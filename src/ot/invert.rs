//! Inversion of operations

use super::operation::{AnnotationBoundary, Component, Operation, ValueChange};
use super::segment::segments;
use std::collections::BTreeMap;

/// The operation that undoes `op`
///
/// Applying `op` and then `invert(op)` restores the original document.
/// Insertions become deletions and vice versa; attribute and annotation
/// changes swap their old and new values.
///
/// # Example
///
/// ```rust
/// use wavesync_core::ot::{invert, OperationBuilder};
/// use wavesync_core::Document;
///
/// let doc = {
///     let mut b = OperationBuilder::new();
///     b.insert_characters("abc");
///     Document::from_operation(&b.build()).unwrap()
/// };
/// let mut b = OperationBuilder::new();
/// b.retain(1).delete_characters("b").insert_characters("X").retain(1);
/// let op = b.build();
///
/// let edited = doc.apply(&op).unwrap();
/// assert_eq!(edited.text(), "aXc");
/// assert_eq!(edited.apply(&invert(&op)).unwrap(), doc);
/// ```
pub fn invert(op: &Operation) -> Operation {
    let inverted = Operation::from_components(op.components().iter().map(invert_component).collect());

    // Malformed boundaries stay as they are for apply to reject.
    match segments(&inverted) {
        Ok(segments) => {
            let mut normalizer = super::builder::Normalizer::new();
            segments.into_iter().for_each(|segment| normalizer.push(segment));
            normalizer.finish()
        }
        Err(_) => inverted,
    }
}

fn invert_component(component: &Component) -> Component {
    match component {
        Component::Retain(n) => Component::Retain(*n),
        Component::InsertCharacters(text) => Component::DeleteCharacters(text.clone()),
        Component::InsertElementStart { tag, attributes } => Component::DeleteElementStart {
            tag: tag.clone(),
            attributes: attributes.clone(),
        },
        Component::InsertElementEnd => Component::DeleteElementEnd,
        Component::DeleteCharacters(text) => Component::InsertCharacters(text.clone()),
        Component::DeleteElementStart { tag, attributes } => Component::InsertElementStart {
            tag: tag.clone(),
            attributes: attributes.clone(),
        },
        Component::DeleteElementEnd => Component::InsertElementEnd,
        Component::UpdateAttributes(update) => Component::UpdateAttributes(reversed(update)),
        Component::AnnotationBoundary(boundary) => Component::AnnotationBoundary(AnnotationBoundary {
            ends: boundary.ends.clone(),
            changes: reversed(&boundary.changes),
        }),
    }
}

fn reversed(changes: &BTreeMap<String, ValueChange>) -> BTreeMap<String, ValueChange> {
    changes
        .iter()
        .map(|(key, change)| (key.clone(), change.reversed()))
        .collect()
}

**Task item**
Reproduce the data above in full, with no line missing.

**Your response**
filename src/ot/invert.rs
//! Inversion of operations

use super::operation::{AnnotationBoundary, Component, Operation, ValueChange};
use super::segment::segments;
use std::collections::BTreeMap;

/// The operation that undoes `op`
///
/// Applying `op` and then `invert(op)` restores the original document.
/// Insertions become deletions and vice versa; attribute and annotation
/// changes swap their old and new values.
///
/// # Example
///
/// ```rust
/// use wavesync_core::ot::{invert, OperationBuilder};
/// use wavesync_core::Document;
///
/// let doc = {
///     let mut b = OperationBuilder::new();
///     b.insert_characters("abc");
///     Document::from_operation(&b.build()).unwrap()
/// };
/// let mut b = OperationBuilder::new();
/// b.retain(1).delete_characters("b").insert_characters("X").retain(1);
/// let op = b.build();
///
/// let edited = doc.apply(&op).unwrap();
/// assert_eq!(edited.text(), "aXc");
/// assert_eq!(edited.apply(&invert(&op)).unwrap(), doc);
/// ```
pub fn invert(op: &Operation) -> Operation {
    let inverted = Operation::from_components(op.components().iter().map(invert_component).collect());

    // Malformed boundaries stay as they are for apply to reject.
    match segments(&inverted) {
        Ok(segments) => {
            let mut normalizer = super::builder::Normalizer::new();
            segments.into_iter().for_each(|segment| normalizer.push(segment));
            normalizer.finish()
        }
        Err(_) => inverted,
    }
}

fn invert_component(component: &Component) -> Component {
    match component {
        Component::Retain(n) => Component::Retain(*n),
        Component::InsertCharacters(text) => Component::DeleteCharacters(text.clone()),
        Component::InsertElementStart { tag, attributes } => Component::DeleteElementStart {
            tag: tag.clone(),
            attributes: attributes.clone(),
        },
        Component::InsertElementEnd => Component::DeleteElementEnd,
        Component::DeleteCharacters(text) => Component::InsertCharacters(text.clone()),
        Component::DeleteElementStart { tag, attributes } => Component::InsertElementStart {
            tag: tag.clone(),
            attributes: attributes.clone(),
        },
        Component::DeleteElementEnd => Component::InsertElementEnd,
        Component::UpdateAttributes(update) => Component::UpdateAttributes(reversed(update)),
        Component::AnnotationBoundary(boundary) => Component::AnnotationBoundary(AnnotationBoundary {
            ends: boundary.ends.clone(),
            changes: reversed(&boundary.changes),
        }),
    }
}

fn reversed(changes: &BTreeMap<String, ValueChange>) -> BTreeMap<String, ValueChange> {
    changes
        .iter()
        .map(|(key, change)| (key.clone(), change.reversed()))
        .collect()
}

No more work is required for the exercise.